The social pitfalls of #METOO

Disclaimer: I am female and I do not condone sexual abuse in any shape or form. As an avid feminist in my teenage years, I still carry the flame of female pride and believe in absolute gender equality.

Female power has never before seemed so able to make changes in a society that desperately needs it. Seeing so many prominent women in society standing up, standing together for female rights and justice has been truly inspiring. I hope that it will affect long lasting change in our society as a whole.

That being said, I am disappointed and shocked as a human being, and a female, by the methods being used to oust alleged sexual offenders.

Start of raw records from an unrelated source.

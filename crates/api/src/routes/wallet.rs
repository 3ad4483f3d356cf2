//! Wallet transaction routes: top-ups, withdrawals, and bank-transfer
//! confirmation.

use axum::{Json, Router, extract::State, http::StatusCode, response::IntoResponse, routing::post};
use rust_decimal::Decimal;
use serde::Deserialize;
use serde_json::json;
use std::str::FromStr;
use tracing::{error, warn};
use uuid::Uuid;

use crate::{AppState, middleware::ApiContext, respond};
use farebox_core::documents::PaymentMethodType;
use farebox_core::wallet::DepositMethod;
use farebox_db::DocumentRepository;
use farebox_db::repositories::wallet::{
    AddWalletTransactionInput, ConfirmTransactionInput, TopUpMethod, WalletRepository,
    WalletWithdrawInput,
};
use farebox_shared::{AppError, TransactionOutcome, TransactionStatusUpdate};

/// Creates the wallet routes.
pub fn routes() -> Router<AppState> {
    Router::new()
        .route("/add_wallet_transaction", post(add_wallet_transaction))
        .route("/wallet_withdraw", post(wallet_withdraw))
        .route(
            "/confirm_wallet_transaction",
            post(confirm_wallet_transaction),
        )
}

// ============================================================================
// Request Types
// ============================================================================

/// Request body for crediting a wallet.
#[derive(Debug, Deserialize)]
pub struct AddWalletTransactionRequest {
    /// Contact id.
    pub partner_id: Option<Uuid>,
    /// External transaction id.
    pub transaction_id: Option<String>,
    /// "points", or a journal sub-type: "bank", "fund", "cash", "tele".
    pub payment_method_type: Option<String>,
    /// "direct" or "bank_transfer".
    pub transaction_type: Option<String>,
    /// Amount; must be greater than 0.
    pub amount: Option<Decimal>,
    /// External reference.
    pub reference: Option<String>,
    /// Bank name.
    pub bank: Option<String>,
    /// Bank notification image URL.
    pub image_url: Option<String>,
    /// Free-form note.
    pub note: Option<String>,
    /// Customer bank account number.
    pub account_number: Option<String>,
}

/// Request body for a wallet withdrawal.
#[derive(Debug, Deserialize)]
pub struct WalletWithdrawRequest {
    /// Contact id.
    pub partner_id: Option<Uuid>,
    /// Amount; must be greater than 0.
    pub amount: Option<Decimal>,
    /// External transaction id.
    pub transaction_id: Option<String>,
    /// Bank name.
    pub bank: Option<String>,
    /// Customer bank account number.
    pub account_number: Option<String>,
    /// Free-form note.
    pub note: Option<String>,
}

/// Request body for finalizing a pending bank transfer.
#[derive(Debug, Deserialize)]
pub struct ConfirmWalletTransactionRequest {
    /// External transaction id of the pending payment.
    pub transaction_id: Option<String>,
    /// "confirm" or "decline".
    pub action: Option<String>,
    /// Reason recorded when declining.
    pub decline_reason: Option<String>,
}

// ============================================================================
// Route Handlers
// ============================================================================

/// POST `/api/add_wallet_transaction` - Credit a wallet from a top-up.
async fn add_wallet_transaction(
    State(state): State<AppState>,
    ApiContext(ctx): ApiContext,
    Json(request): Json<AddWalletTransactionRequest>,
) -> impl IntoResponse {
    let Some(partner_id) = request.partner_id else {
        return respond::validation("partner_id is required");
    };
    let Some(transaction_id) = request.transaction_id.filter(|s| !s.is_empty()) else {
        return respond::validation("transaction_id is required");
    };
    let Some(transaction_type) = request.transaction_type.as_deref() else {
        return respond::validation("transaction_type is required");
    };
    let deposit_method = match transaction_type {
        "direct" => DepositMethod::Direct,
        "bank_transfer" => DepositMethod::BankTransfer,
        _ => return respond::validation("Invalid transaction_type"),
    };
    let Some(amount) = request.amount.filter(|a| *a > Decimal::ZERO) else {
        return respond::validation("amount is required and must be greater than 0");
    };
    let method = match request.payment_method_type.as_deref() {
        None => return respond::validation("payment_method_type is required"),
        Some("points") => TopUpMethod::Points,
        Some(raw) => match PaymentMethodType::from_str(raw) {
            Ok(method) => TopUpMethod::Payment(method),
            Err(_) => return respond::validation("Invalid payment_method_type"),
        },
    };

    let input = AddWalletTransactionInput {
        contact_id: partner_id,
        transaction_id,
        method,
        deposit_method,
        amount,
        reference: request.reference,
        bank: request.bank,
        image_url: request.image_url,
        note: request.note,
        account_number: request.account_number,
    };

    let repo = WalletRepository::new((*state.db).clone());
    match repo.add_transaction(&ctx, input).await {
        Ok(outcome) => {
            let document = outcome.document.as_ref();
            respond::success(
                StatusCode::CREATED,
                "Wallet transaction created successfully",
                json!({
                    "transaction_id": outcome.entry.id,
                    "journal_entry_id": document.map(|d| d.id),
                    "journal_transaction_id": document.and_then(|d| d.transaction_id.clone()),
                    "partner_id": partner_id,
                    "wallet_id": outcome.entry.wallet_id,
                    "amount": outcome.entry.issued,
                    "deposit_method": transaction_type,
                    "state": outcome.entry.status,
                    "balance_after": outcome.balance_after,
                }),
            )
        }
        Err(e) => {
            error!(error = %e, "Failed to create wallet transaction");
            respond::app_error(&AppError::from(e))
        }
    }
}

/// POST `/api/wallet_withdraw` - Withdraw from a wallet.
///
/// Rejected with a 409 when the amount exceeds the posted balance; the
/// payment and ledger entry stay draft until the transfer is confirmed.
async fn wallet_withdraw(
    State(state): State<AppState>,
    ApiContext(ctx): ApiContext,
    Json(request): Json<WalletWithdrawRequest>,
) -> impl IntoResponse {
    let Some(partner_id) = request.partner_id else {
        return respond::validation("partner_id is required");
    };
    let Some(amount) = request.amount.filter(|a| *a > Decimal::ZERO) else {
        return respond::validation("amount is required and must be greater than 0");
    };
    let Some(transaction_id) = request.transaction_id.filter(|s| !s.is_empty()) else {
        return respond::validation("transaction_id is required");
    };

    let input = WalletWithdrawInput {
        contact_id: partner_id,
        amount,
        transaction_id,
        bank: request.bank,
        account_number: request.account_number,
        note: request.note,
    };

    let repo = WalletRepository::new((*state.db).clone());
    match repo.withdraw_transaction(&ctx, input).await {
        Ok(outcome) => respond::success(
            StatusCode::CREATED,
            "Withdrawal transaction created successfully",
            json!({
                "transaction_id": outcome.entry.id,
                "journal_entry_id": outcome.document.id,
                "net_amount": outcome.net_amount,
                "balance_after": outcome.balance_after,
            }),
        ),
        Err(e) => {
            error!(error = %e, "Failed to create withdrawal transaction");
            respond::app_error(&AppError::from(e))
        }
    }
}

/// POST `/api/confirm_wallet_transaction` - Finalize a pending transfer.
///
/// Confirming posts the payment and its ledger entries; declining cancels
/// the payment. Either way the platform is notified after the local commit,
/// fire-and-forget.
async fn confirm_wallet_transaction(
    State(state): State<AppState>,
    ApiContext(ctx): ApiContext,
    Json(request): Json<ConfirmWalletTransactionRequest>,
) -> impl IntoResponse {
    let Some(transaction_id) = request.transaction_id.filter(|s| !s.is_empty()) else {
        return respond::validation("transaction_id is required");
    };
    let outcome = match request.action.as_deref() {
        Some("confirm") => TransactionOutcome::Confirm,
        Some("decline") => TransactionOutcome::Decline,
        _ => return respond::validation("action must be confirm or decline"),
    };

    let input = ConfirmTransactionInput {
        transaction_id: transaction_id.clone(),
        outcome,
        decline_reason: request.decline_reason,
    };

    let repo = WalletRepository::new((*state.db).clone());
    match repo.confirm_transaction(&ctx, input).await {
        Ok(result) => {
            notify_platform(&state, &result.document, outcome);
            respond::success(
                StatusCode::OK,
                "Wallet transaction finalized successfully",
                json!({
                    "transaction_id": transaction_id,
                    "journal_entry_id": result.document.id,
                    "state": result.document.state,
                    "balance_after": result.balance_after,
                }),
            )
        }
        Err(e) => {
            error!(error = %e, "Failed to finalize wallet transaction");
            respond::app_error(&AppError::from(e))
        }
    }
}

/// Fires the platform status notification after the local commit.
///
/// Best-effort: failures are logged and never affect the response or the
/// committed document state.
fn notify_platform(
    state: &AppState,
    document: &farebox_db::entities::accounting_documents::Model,
    outcome: TransactionOutcome,
) {
    let Some(transaction_id) = document.transaction_id.clone() else {
        return;
    };

    let update = TransactionStatusUpdate {
        transaction_id,
        status: outcome,
        bank: document.bank.clone(),
        account_number: document.account_number.clone(),
        decline_reason: document.decline_reason.clone(),
    };

    let notifier = state.notifier.clone();
    let documents = DocumentRepository::new((*state.db).clone());
    let document_id = document.id;
    tokio::spawn(async move {
        match notifier.send_status_update(&update).await {
            Ok(()) => {
                if let Err(e) = documents.mark_platform_synced(document_id).await {
                    warn!(error = %e, "Failed to record platform sync");
                }
            }
            Err(e) => {
                warn!(
                    transaction_id = %update.transaction_id,
                    error = %e,
                    "Failed to sync transaction status with platform"
                );
            }
        }
    });
}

Gone are the days it seems where you first go to the police, they investigate, and then the case goes to court. Nowadays, it first goes to the court of public opinion. Allegations of sexual abuse are being posted far and wide on social media, implicating various males of sexual misconduct in various shapes and forms…and that seems enough for society to condemn them.

What has been the driving factor for this public naming and shaming? Is our police force still unsympathetic to sexual assault victims laying charges? Is the justice system not adequately able to deal with these cases?

At times it seems that justice is not the objective…but rather public humiliation and identification of a man the accuser believes deserves it.

The reality of our society is that not only men commit crimes, otherwise we would not need female prisons. As a society we have good men and bad men…and equally we have good women and bad women. As much as the #metoo movement has empowered victims to stand up and speak out, it has created a platform for abuse, the very thing it is fighting against. In our fight for rights as females, we should not disregard the rights of the other half of society.

We were all shocked at the extent of sexual abuse in our society, we were outraged and sympathetic to the victims. So much so that the moment a male was identified on social media as a possible sexual offender, he would be ostracised and publicly condemned. We played judge and jury and imposed our sentence.

What gives us the right? Do we know all the facts? Do we know both parties involved? Did it even happen?

As a health care provider who has handled sexual assault cases, I can testify that the female is not always the victim. Motives for opening rape cases range from legitimate assault cases, yet some are for revenge, some for money that could arise from a settlement, attention seeking from the very male being accused, some simply out of spite due to a poor relationship. At times her accusations would’ve been broadcasted to half her friends and acquaintances, and if the accused is prominent in society, it would’ve spread even further. How I wish the cases would reach court so that I can testify to the facts that were imparted to me by the very victim laying the charge. Sadly, not all cases reach court, for various reasons. Yet the rumours remain.

Sexual assault is never ok – it can never be condoned. Victims should be treated with sensitivity and respect. Yet sometimes, not often, the person making the accusations is not the victim.

A reputation ruined is very difficult, if not impossible to restore. A guilty man does not have my sympathy, but an innocent one does. Sadly, I cannot say with full confidence that our justice system is able to correctly distinguish the two. In cases where the accused has been found innocent, society as a whole doesn’t change their opinions as quickly and easily as they initially formed them.

Sexual abuse and gender inequality are wrong in all its shapes and forms. We should all be advocates in the fight against it. We should be just as avid advocates in our fight for justice for all victims, in whatever shape or form they may come.